Items from a dataset »
§ §

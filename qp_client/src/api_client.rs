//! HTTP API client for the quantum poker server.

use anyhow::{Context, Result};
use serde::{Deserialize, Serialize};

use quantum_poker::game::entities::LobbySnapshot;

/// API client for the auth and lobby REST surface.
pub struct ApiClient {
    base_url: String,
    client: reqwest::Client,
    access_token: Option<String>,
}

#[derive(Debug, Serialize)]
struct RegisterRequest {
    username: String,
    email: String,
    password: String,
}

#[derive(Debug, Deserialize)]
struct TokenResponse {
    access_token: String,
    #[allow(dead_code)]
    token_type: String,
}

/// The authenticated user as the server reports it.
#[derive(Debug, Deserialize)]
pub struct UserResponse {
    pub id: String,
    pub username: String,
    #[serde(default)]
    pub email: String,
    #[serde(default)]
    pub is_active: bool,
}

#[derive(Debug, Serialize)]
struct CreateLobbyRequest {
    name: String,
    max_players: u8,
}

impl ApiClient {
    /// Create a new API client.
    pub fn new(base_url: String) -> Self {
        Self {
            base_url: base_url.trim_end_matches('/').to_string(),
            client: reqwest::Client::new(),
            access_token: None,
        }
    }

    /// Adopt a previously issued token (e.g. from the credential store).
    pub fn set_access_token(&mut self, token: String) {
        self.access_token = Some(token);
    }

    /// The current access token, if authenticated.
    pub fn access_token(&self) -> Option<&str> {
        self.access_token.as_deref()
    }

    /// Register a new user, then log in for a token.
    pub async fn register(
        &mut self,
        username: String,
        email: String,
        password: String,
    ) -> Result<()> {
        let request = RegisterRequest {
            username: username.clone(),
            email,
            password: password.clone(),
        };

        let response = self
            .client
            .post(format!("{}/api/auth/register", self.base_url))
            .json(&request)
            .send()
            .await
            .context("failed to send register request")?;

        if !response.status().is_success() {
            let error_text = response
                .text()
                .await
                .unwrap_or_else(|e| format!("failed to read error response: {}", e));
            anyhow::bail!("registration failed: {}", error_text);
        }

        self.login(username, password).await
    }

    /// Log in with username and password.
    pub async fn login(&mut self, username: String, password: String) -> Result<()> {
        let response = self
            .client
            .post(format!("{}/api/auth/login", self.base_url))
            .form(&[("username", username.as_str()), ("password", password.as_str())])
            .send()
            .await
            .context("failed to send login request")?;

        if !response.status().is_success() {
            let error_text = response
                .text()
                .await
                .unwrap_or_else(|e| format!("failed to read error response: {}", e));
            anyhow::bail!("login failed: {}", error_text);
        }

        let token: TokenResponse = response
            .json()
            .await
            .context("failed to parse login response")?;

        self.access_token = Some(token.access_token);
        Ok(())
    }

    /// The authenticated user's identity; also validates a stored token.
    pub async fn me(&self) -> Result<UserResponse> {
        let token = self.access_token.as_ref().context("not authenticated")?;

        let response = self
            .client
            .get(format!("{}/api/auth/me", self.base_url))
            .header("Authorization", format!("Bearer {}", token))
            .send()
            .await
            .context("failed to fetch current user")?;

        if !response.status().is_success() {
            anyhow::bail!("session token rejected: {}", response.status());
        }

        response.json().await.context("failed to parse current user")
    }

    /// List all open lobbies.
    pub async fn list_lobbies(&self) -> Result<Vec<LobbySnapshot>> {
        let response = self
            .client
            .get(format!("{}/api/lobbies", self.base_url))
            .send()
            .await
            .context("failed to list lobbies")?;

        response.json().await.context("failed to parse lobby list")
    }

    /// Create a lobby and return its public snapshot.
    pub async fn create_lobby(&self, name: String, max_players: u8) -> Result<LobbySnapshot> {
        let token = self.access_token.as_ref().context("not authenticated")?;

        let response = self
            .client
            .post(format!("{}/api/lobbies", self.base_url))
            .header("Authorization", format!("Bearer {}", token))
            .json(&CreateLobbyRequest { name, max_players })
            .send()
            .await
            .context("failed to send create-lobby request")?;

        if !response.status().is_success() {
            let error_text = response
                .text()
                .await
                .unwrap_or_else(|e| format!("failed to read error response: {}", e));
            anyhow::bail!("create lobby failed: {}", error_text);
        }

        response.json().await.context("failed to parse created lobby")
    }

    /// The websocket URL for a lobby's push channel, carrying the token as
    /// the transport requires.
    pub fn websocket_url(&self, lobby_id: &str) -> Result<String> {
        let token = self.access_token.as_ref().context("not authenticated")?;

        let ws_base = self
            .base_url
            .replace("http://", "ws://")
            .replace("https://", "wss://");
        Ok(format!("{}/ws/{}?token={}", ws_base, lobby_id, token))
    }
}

§ §

The answer should hold only the lines from the start of the records above through the line containing "the credential store).", each set down exactly.

filename qp_client/src/api_client.rs
//! HTTP API client for the quantum poker server.

use anyhow::{Context, Result};
use serde::{Deserialize, Serialize};

use quantum_poker::game::entities::LobbySnapshot;

/// API client for the auth and lobby REST surface.
pub struct ApiClient {
    base_url: String,
    client: reqwest::Client,
    access_token: Option<String>,
}

#[derive(Debug, Serialize)]
struct RegisterRequest {
    username: String,
    email: String,
    password: String,
}

#[derive(Debug, Deserialize)]
struct TokenResponse {
    access_token: String,
    #[allow(dead_code)]
    token_type: String,
}

/// The authenticated user as the server reports it.
#[derive(Debug, Deserialize)]
pub struct UserResponse {
    pub id: String,
    pub username: String,
    #[serde(default)]
    pub email: String,
    #[serde(default)]
    pub is_active: bool,
}

#[derive(Debug, Serialize)]
struct CreateLobbyRequest {
    name: String,
    max_players: u8,
}

impl ApiClient {
    /// Create a new API client.
    pub fn new(base_url: String) -> Self {
        Self {
            base_url: base_url.trim_end_matches('/').to_string(),
            client: reqwest::Client::new(),
            access_token: None,
        }
    }

    /// Adopt a previously issued token (e.g. from the credential store).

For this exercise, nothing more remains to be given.